→ **GOAL OF THE EXERCISE**
Set down exactly the lines below between the line holding "answer_ms) without floats" and the line holding "an absolute timestamp.", inclusive; no other line belongs in the answer.
================================
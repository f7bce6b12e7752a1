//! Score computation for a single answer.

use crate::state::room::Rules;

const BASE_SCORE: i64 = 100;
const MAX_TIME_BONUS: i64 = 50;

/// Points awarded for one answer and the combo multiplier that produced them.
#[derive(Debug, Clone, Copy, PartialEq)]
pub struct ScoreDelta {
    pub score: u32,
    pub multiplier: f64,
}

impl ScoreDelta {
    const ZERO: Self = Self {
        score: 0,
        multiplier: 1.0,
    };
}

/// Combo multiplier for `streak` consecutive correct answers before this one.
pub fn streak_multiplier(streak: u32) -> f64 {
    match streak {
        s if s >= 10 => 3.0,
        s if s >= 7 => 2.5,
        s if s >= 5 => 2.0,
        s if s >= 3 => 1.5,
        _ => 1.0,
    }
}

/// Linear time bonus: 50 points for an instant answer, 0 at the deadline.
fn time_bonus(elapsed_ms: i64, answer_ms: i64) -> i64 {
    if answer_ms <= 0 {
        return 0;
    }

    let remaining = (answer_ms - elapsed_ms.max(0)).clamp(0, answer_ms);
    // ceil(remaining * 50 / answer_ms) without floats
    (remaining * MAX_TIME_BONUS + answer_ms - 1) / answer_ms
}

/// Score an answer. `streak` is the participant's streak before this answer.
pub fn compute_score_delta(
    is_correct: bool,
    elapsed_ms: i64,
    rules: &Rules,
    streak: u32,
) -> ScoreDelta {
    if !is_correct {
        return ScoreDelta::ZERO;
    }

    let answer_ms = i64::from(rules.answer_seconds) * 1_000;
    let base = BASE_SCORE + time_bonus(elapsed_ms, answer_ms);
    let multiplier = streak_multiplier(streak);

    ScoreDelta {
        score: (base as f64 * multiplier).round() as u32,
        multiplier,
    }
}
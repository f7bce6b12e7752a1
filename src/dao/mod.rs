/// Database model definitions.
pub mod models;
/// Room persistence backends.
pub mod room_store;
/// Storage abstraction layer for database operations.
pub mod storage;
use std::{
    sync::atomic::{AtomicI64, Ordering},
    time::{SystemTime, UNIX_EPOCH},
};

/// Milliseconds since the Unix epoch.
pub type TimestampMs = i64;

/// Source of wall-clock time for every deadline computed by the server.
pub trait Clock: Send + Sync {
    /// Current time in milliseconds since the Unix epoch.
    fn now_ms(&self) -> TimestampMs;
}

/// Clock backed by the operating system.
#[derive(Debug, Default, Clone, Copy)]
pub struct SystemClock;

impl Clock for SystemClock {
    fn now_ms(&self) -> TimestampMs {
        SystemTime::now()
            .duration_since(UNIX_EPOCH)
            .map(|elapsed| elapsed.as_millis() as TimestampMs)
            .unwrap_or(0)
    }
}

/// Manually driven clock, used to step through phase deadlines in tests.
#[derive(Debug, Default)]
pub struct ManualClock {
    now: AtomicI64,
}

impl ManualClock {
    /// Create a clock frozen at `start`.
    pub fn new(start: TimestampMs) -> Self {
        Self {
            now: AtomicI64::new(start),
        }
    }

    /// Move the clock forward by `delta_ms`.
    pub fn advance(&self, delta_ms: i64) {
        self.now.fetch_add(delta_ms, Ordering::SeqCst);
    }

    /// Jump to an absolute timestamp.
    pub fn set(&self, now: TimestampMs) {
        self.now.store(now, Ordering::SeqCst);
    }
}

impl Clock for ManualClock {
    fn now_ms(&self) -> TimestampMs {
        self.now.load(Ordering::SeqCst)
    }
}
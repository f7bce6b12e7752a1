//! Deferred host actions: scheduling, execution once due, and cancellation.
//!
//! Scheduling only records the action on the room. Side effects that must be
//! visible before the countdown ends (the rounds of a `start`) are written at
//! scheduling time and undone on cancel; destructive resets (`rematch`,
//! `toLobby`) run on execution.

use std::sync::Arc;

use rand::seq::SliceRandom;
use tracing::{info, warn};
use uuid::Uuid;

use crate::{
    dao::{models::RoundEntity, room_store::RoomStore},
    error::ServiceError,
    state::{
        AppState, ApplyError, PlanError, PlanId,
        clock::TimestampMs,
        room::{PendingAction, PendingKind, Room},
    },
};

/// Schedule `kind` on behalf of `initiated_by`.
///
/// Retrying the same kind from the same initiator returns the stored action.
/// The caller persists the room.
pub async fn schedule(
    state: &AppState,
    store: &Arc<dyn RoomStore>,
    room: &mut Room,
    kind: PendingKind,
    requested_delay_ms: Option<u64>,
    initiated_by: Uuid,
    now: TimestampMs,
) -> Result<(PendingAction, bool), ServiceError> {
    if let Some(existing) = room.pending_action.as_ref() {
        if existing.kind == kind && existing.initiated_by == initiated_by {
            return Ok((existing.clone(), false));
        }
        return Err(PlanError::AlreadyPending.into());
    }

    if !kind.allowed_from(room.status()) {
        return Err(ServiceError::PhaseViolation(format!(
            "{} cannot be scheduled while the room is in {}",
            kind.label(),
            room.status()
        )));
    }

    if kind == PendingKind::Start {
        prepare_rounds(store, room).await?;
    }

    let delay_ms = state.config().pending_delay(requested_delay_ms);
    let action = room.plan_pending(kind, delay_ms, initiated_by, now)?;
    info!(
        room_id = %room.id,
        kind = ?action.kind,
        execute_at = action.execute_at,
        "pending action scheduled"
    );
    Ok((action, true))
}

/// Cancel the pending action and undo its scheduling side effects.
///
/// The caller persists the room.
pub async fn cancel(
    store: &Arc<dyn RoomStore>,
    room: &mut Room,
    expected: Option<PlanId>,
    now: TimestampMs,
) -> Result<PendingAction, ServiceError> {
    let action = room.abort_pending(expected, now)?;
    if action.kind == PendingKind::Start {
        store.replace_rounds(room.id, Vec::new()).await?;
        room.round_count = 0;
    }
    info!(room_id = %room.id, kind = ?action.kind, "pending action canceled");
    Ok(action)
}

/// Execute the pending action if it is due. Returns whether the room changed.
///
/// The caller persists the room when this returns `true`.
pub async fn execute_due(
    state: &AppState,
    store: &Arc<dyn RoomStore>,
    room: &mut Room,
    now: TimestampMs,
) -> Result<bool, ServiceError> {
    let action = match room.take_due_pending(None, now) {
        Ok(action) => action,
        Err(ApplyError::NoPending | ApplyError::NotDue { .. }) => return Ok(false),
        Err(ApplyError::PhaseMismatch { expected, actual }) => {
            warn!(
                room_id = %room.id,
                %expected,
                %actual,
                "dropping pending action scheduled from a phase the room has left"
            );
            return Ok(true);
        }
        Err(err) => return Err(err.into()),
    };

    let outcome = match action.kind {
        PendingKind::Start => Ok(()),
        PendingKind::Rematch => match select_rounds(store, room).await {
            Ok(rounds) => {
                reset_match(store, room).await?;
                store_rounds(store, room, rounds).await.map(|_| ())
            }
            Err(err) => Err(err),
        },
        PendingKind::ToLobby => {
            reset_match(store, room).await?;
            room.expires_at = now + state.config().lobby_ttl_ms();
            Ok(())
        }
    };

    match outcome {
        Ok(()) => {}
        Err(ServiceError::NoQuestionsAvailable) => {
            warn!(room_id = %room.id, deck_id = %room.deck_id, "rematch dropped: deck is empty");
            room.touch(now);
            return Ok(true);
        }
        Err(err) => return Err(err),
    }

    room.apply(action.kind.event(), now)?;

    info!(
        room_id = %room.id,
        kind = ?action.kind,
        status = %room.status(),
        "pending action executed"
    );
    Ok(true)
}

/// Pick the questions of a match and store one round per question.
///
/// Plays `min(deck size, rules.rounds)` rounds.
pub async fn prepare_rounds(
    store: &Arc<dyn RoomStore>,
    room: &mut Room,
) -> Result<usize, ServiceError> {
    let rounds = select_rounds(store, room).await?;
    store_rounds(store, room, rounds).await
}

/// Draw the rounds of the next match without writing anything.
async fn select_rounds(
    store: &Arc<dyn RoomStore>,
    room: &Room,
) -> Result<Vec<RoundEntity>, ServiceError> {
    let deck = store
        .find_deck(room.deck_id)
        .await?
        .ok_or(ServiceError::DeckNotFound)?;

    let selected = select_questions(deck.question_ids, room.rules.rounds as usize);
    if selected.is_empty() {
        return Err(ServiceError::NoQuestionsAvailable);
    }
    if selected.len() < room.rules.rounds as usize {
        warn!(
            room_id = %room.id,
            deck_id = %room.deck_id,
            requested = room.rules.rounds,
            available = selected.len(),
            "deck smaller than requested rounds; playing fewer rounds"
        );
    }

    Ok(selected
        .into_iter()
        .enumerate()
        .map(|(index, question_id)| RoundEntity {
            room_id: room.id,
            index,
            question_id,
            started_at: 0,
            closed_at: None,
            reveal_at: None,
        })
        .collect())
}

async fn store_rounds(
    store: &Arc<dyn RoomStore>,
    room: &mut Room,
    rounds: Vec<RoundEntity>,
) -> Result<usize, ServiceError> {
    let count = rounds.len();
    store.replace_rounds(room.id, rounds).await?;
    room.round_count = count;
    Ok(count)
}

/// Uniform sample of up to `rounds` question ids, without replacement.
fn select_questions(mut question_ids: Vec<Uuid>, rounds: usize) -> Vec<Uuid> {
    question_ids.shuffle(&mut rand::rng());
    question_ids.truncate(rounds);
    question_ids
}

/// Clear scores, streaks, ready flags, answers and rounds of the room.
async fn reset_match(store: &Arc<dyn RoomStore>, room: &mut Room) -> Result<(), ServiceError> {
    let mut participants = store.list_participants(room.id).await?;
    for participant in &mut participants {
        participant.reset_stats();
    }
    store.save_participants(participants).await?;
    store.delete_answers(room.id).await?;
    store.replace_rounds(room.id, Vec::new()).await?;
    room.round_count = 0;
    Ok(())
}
================================
→ **ANSWER SPACE**
    // ceil(remaining * 50 / answer_ms) without floats
    (remaining * MAX_TIME_BONUS + answer_ms - 1) / answer_ms
}

/// Score an answer. `streak` is the participant's streak before this answer.
pub fn compute_score_delta(
    is_correct: bool,
    elapsed_ms: i64,
    rules: &Rules,
    streak: u32,
) -> ScoreDelta {
    if !is_correct {
        return ScoreDelta::ZERO;
    }

    let answer_ms = i64::from(rules.answer_seconds) * 1_000;
    let base = BASE_SCORE + time_bonus(elapsed_ms, answer_ms);
    let multiplier = streak_multiplier(streak);

    ScoreDelta {
        score: (base as f64 * multiplier).round() as u32,
        multiplier,
    }
}
repository f7bce6b12e7752a1
filename src/dao/mod.rs
/// Database model definitions.
pub mod models;
/// Room persistence backends.
pub mod room_store;
/// Storage abstraction layer for database operations.
pub mod storage;
use std::{
    sync::atomic::{AtomicI64, Ordering},
    time::{SystemTime, UNIX_EPOCH},
};

/// Milliseconds since the Unix epoch.
pub type TimestampMs = i64;

/// Source of wall-clock time for every deadline computed by the server.
pub trait Clock: Send + Sync {
    /// Current time in milliseconds since the Unix epoch.
    fn now_ms(&self) -> TimestampMs;
}

/// Clock backed by the operating system.
#[derive(Debug, Default, Clone, Copy)]
pub struct SystemClock;

impl Clock for SystemClock {
    fn now_ms(&self) -> TimestampMs {
        SystemTime::now()
            .duration_since(UNIX_EPOCH)
            .map(|elapsed| elapsed.as_millis() as TimestampMs)
            .unwrap_or(0)
    }
}

/// Manually driven clock, used to step through phase deadlines in tests.
#[derive(Debug, Default)]
pub struct ManualClock {
    now: AtomicI64,
}

impl ManualClock {
    /// Create a clock frozen at `start`.
    pub fn new(start: TimestampMs) -> Self {
        Self {
            now: AtomicI64::new(start),
        }
    }

    /// Move the clock forward by `delta_ms`.
    pub fn advance(&self, delta_ms: i64) {
        self.now.fetch_add(delta_ms, Ordering::SeqCst);
    }

    /// Jump to an absolute timestamp.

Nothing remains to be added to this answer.